The movie, whose advertising tagline is, "Where nothing can possibly go worng" (sic) is a great example of Murphy's Law: "If anything can possibly go wrong, it will." As much as human beings strive for zero defects, occasionally something will go horribly out of kilter.
In the case of Westworld, this is why Peter, played by Richard Benjamin, is in such a jam. A robot, programmed as a gunslinger, is stalking him. Robots in the resort are normally programmed to never harm humans (the Isaac Asimov "Three Laws of Robotics"), but something has gotten screwed up. Benjamin has already shot and "killed" the gunslinger twice, and now it's the robot's turn.
Westworld, written and directed by the late Michael Crichton, was a huge success at the box office in 1973, and it could be this message of sin that struck the audience of the time. Maybe a lot of conservative people who saw it thought people out getting laid deserved what happened to them, so having the hedonistic pleasure-seekers pay for their sins with their lives was appealing.
The casting is strange in parts. I thought Yul Brynner was an odd choice to play the robot gunslinger, until I read the robot was modeled after Brynner's character in The Magnificent Seven, even to wearing the same clothes.

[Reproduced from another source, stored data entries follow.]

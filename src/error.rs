/// Errors reported while selecting monitors or talking to them.
#[derive(thiserror::Error, Debug, PartialEq, Eq)]
pub enum Error {
    #[error("invalid monitor specification '{0}'")]
    InvalidSelection(String),

    #[error("invalid monitor index: {index} ({count} monitor(s) found)")]
    IndexOutOfRange { index: i64, count: usize },

    #[error("failed to set VCP feature {code:#04x} on monitor {monitor}: {reason}")]
    DeviceCommandFailed {
        monitor: usize,
        code: u8,
        reason: String,
    },

    #[error("command failed on monitor(s) {}", join(.monitors))]
    ApplyFailed { monitors: Vec<usize> },
}

fn join(monitors: &[usize]) -> String {
    monitors
        .iter()
        .map(|m| m.to_string())
        .collect::<Vec<_>>()
        .join(", ")
}
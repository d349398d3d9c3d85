use std::process::ExitCode;

use anyhow::Result;
use clap::error::ErrorKind;
use clap::Parser;
use env_logger::Env;

use vcpctl::{execute, Args, Cmd, MonitorRegistry};

fn run(cmd: Cmd) -> Result<()> {
    let mut registry = if cmd.needs_monitors() {
        MonitorRegistry::enumerate()
    } else {
        MonitorRegistry::new(Vec::new())
    };

    execute(&cmd, &mut registry)
}

fn main() -> ExitCode {
    env_logger::Builder::from_env(Env::default().default_filter_or("warn")).init();

    let args = match Args::try_parse() {
        Ok(args) => args,
        Err(e) => {
            let _ = e.print();
            return match e.kind() {
                ErrorKind::DisplayHelp | ErrorKind::DisplayVersion => ExitCode::SUCCESS,
                _ => ExitCode::FAILURE,
            };
        }
    };

    match run(args.cmd) {
        Ok(()) => ExitCode::SUCCESS,
        Err(e) => {
            eprintln!("Error: {:#}", e);
            ExitCode::FAILURE
        }
    }
}
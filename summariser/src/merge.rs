//! Joins the per-environment side tables onto the benchmark records.

use crate::aggregate::CollectedData;
use bench_summary_model::MergedRecord;
use std::collections::BTreeMap;
use thiserror::Error;

#[derive(Debug, Error)]
pub enum MergeError {
    /// The environment name is the join key; a side table may only carry one
    /// row per environment.
    #[error("duplicate environment in side table: {name}")]
    DuplicateEnvironment { name: String },
}

/// Clamp a percentage into [0, 100]; absent values pass through unchanged.
pub fn clamp_pct(value: Option<f64>) -> Option<f64> {
    value.map(|v| v.clamp(0.0, 100.0))
}

fn side_table<T: Copy>(entries: &[(String, T)]) -> Result<BTreeMap<&str, T>, MergeError> {
    let mut table = BTreeMap::new();
    for (name, stats) in entries {
        if table.insert(name.as_str(), *stats).is_some() {
            return Err(MergeError::DuplicateEnvironment { name: name.clone() });
        }
    }
    Ok(table)
}

/// Left-join the side tables onto the records by environment name and clamp
/// the percentage columns.
///
/// The join is many-to-one: every record for an environment carries that
/// environment's single side-table row, and the output has exactly one row
/// per input record. A record whose environment is missing from a side table
/// keeps absent side fields.
pub fn merge_records(data: &CollectedData) -> Result<Vec<MergedRecord>, MergeError> {
    let io_table = side_table(&data.io_by_env)?;
    let cpu_events_table = side_table(&data.cpu_events_by_env)?;

    Ok(data
        .records
        .iter()
        .map(|record| {
            let io = io_table
                .get(record.environment.as_str())
                .copied()
                .unwrap_or_default();
            let cpu_events = cpu_events_table
                .get(record.environment.as_str())
                .copied()
                .unwrap_or_default();

            MergedRecord {
                environment: record.environment.clone(),
                benchmark: record.benchmark.clone(),
                cpu_user_pct: clamp_pct(record.cpu_user_pct),
                cpu_system_pct: clamp_pct(record.cpu_system_pct),
                cpu_idle_pct: clamp_pct(record.cpu_idle_pct),
                time_taken_s: record.time_taken_s,
                status: record.status,
                fio_read_mbps: io.read_mbps,
                fio_write_mbps: io.write_mbps,
                sysbench_cpu_events_per_sec: cpu_events.events_per_sec,
            }
        })
        .collect())
}
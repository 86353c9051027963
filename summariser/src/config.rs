//! Which environments and benchmarks a summariser run looks for.

/// Log directories of the three execution environments, in display order.
const DEFAULT_ENVIRONMENTS: [&str; 3] = ["qemu_log", "rosetta_log", "native_log"];

/// The fixed benchmark set, in display order.
const DEFAULT_BENCHMARKS: [&str; 10] = [
    "arith_benchmark",
    "array_sorting",
    "file_io_benchmark",
    "hashing_benchmark",
    "matrix_multiplication",
    "memory_allocation",
    "multi_threaded_computation",
    "parallel_computation",
    "prime_numbers",
    "recursive_fibonacci",
];

/// Environment and benchmark lists driving one summariser run.
///
/// The aggregator takes this explicitly rather than reading a module-level
/// list so the pipeline can be exercised against alternate sets in tests.
#[derive(Debug, Clone)]
pub struct ReportConfig {
    /// Per-environment log directory names, e.g. `qemu_log`.
    pub environments: Vec<String>,
    /// Benchmark subdirectory names, one per workload.
    pub benchmarks: Vec<String>,
}

impl Default for ReportConfig {
    fn default() -> Self {
        Self {
            environments: DEFAULT_ENVIRONMENTS.iter().map(|s| s.to_string()).collect(),
            benchmarks: DEFAULT_BENCHMARKS.iter().map(|s| s.to_string()).collect(),
        }
    }
}

/// Display name of an environment, derived from its log directory name.
///
/// `qemu_log` becomes `qemu`; a name without the suffix is used as-is.
pub fn environment_name(dir_name: &str) -> &str {
    dir_name.strip_suffix("_log").unwrap_or(dir_name)
}
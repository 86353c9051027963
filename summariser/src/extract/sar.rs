use super::read_if_present;
use std::path::Path;

/// CPU time breakdown from the summary line of a system activity report.
#[derive(Debug, Clone, Copy, PartialEq)]
pub struct CpuAverages {
    pub user_pct: f64,
    pub system_pct: f64,
    pub idle_pct: f64,
}

/// Extract the averaged CPU breakdown from a sar log.
///
/// Scans lines in reverse for the last summary line of the form
/// `Average:  all  <user> <nice> <system> <iowait> <steal> <idle>` and reads
/// the user, system, and idle values from their fixed column positions.
/// Returns [`None`] when the file is missing or empty, no summary line is
/// present, the line has fewer than eight columns, or any of the three
/// values is not numeric.
pub fn parse_cpu_averages(path: &Path) -> Option<CpuAverages> {
    let content = read_if_present(path)?;

    let summary = content
        .lines()
        .rev()
        .map(str::trim)
        .find(|line| line.starts_with("Average:") && line.contains("all"))?;

    let fields = summary.split_whitespace().collect::<Vec<_>>();
    if fields.len() < 8 {
        return None;
    }

    Some(CpuAverages {
        user_pct: fields[2].parse().ok()?,
        system_pct: fields[4].parse().ok()?,
        idle_pct: fields[7].parse().ok()?,
    })
}

#[cfg(test)]
mod tests {
    use super::*;
    use std::path::PathBuf;

    fn write_log(dir: &tempfile::TempDir, content: &str) -> PathBuf {
        let path = dir.path().join("sar.log");
        std::fs::write(&path, content).unwrap();
        path
    }

    #[test]
    fn parses_the_documented_summary_line() {
        let dir = tempfile::tempdir().unwrap();
        let path = write_log(
            &dir,
            "Linux 6.1.0 (host) \t01/01/25 \t_aarch64_\n\
             12:00:01        CPU     %user     %nice   %system   %iowait    %steal     %idle\n\
             12:00:02        all      9.50      0.00      0.20      0.00      0.00     90.30\n\
             Average:     all   10.07  0.00  0.10  0.00  0.00  89.84\n",
        );

        assert_eq!(
            parse_cpu_averages(&path),
            Some(CpuAverages {
                user_pct: 10.07,
                system_pct: 0.10,
                idle_pct: 89.84,
            })
        );
    }

    #[test]
    fn last_summary_line_wins() {
        let dir = tempfile::tempdir().unwrap();
        let path = write_log(
            &dir,
            "Average:     all   1.00  0.00  1.00  0.00  0.00  98.00\n\
             Average:     all   10.07  0.00  0.10  0.00  0.00  89.84\n",
        );

        assert_eq!(parse_cpu_averages(&path).unwrap().user_pct, 10.07);
    }

    #[test]
    fn too_few_columns_is_no_data() {
        let dir = tempfile::tempdir().unwrap();
        let path = write_log(&dir, "Average:     all   10.07  0.00  0.10\n");
        assert_eq!(parse_cpu_averages(&path), None);
    }

    #[test]
    fn non_numeric_column_is_no_data() {
        let dir = tempfile::tempdir().unwrap();
        let path = write_log(&dir, "Average:     all   10.07  0.00  n/a  0.00  0.00  89.84\n");
        assert_eq!(parse_cpu_averages(&path), None);
    }

    #[test]
    fn missing_summary_line_is_no_data() {
        let dir = tempfile::tempdir().unwrap();
        let path = write_log(&dir, "12:00:02  all  9.50  0.00  0.20  0.00  0.00  90.30\n");
        assert_eq!(parse_cpu_averages(&path), None);
    }

    #[test]
    fn missing_and_empty_files_are_no_data() {
        let dir = tempfile::tempdir().unwrap();
        assert_eq!(parse_cpu_averages(&dir.path().join("absent.log")), None);

        let empty = write_log(&dir, "");
        assert_eq!(parse_cpu_averages(&empty), None);
    }
}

Brynner was shorter than the other lead actors, and he had a protruding belly. Luckily he didn't have much to say, other than act like a robot. Brynner always struck me as a silent movie actor in a sound movie era. He didn't seem to have a natural stance, but appeared to be posing all the time, and no matter the part, like Ahnold Schwarzenegger, he had his accented voice (in Westworld his dialogue was so sparse, maybe less than a page worth, that he mostly lost his accent), with which he delivered his lines in a melodramatic style. Richard Benjamin and James Brolin, as the other leads, were very good.